Stored data entries:
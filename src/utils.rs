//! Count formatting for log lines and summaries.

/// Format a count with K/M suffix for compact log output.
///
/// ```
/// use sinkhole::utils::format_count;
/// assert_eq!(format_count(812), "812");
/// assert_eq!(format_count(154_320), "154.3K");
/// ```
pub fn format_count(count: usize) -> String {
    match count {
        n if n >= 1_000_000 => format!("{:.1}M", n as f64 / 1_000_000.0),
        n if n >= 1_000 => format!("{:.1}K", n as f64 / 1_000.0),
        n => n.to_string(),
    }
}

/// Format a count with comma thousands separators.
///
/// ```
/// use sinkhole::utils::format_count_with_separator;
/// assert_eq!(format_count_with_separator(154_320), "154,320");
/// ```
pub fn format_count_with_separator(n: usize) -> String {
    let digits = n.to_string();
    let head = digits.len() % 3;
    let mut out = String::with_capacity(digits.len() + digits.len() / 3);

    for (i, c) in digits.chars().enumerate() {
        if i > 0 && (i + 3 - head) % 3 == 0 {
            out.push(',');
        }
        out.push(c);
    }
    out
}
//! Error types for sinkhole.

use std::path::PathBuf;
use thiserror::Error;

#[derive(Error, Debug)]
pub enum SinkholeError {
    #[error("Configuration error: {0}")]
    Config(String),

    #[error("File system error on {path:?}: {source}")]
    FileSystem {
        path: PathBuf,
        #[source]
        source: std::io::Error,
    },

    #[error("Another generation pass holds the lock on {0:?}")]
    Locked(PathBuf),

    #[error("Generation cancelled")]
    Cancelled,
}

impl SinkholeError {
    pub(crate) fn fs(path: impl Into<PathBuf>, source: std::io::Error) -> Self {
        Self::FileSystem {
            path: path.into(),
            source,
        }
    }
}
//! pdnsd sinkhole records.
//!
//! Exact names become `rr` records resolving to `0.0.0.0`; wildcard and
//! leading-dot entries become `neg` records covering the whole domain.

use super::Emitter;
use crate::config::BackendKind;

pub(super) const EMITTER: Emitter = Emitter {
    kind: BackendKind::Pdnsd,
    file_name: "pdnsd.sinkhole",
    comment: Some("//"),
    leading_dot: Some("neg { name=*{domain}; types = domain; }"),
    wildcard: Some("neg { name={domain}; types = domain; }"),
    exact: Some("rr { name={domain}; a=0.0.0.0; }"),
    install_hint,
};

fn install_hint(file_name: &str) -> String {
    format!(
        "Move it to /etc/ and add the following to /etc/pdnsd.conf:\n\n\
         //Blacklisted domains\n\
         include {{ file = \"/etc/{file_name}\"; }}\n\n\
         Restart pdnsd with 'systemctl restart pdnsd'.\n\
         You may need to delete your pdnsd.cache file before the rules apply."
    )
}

**TRY IT:**
Go through the records above. Copy each line in which the string "Some" appears.

**ANSWER TO THE PROBLEM:**
    comment: Some("//"),
    leading_dot: Some("neg { name=*{domain}; types = domain; }"),
    wildcard: Some("neg { name={domain}; types = domain; }"),
    exact: Some("rr { name={domain}; a=0.0.0.0; }"),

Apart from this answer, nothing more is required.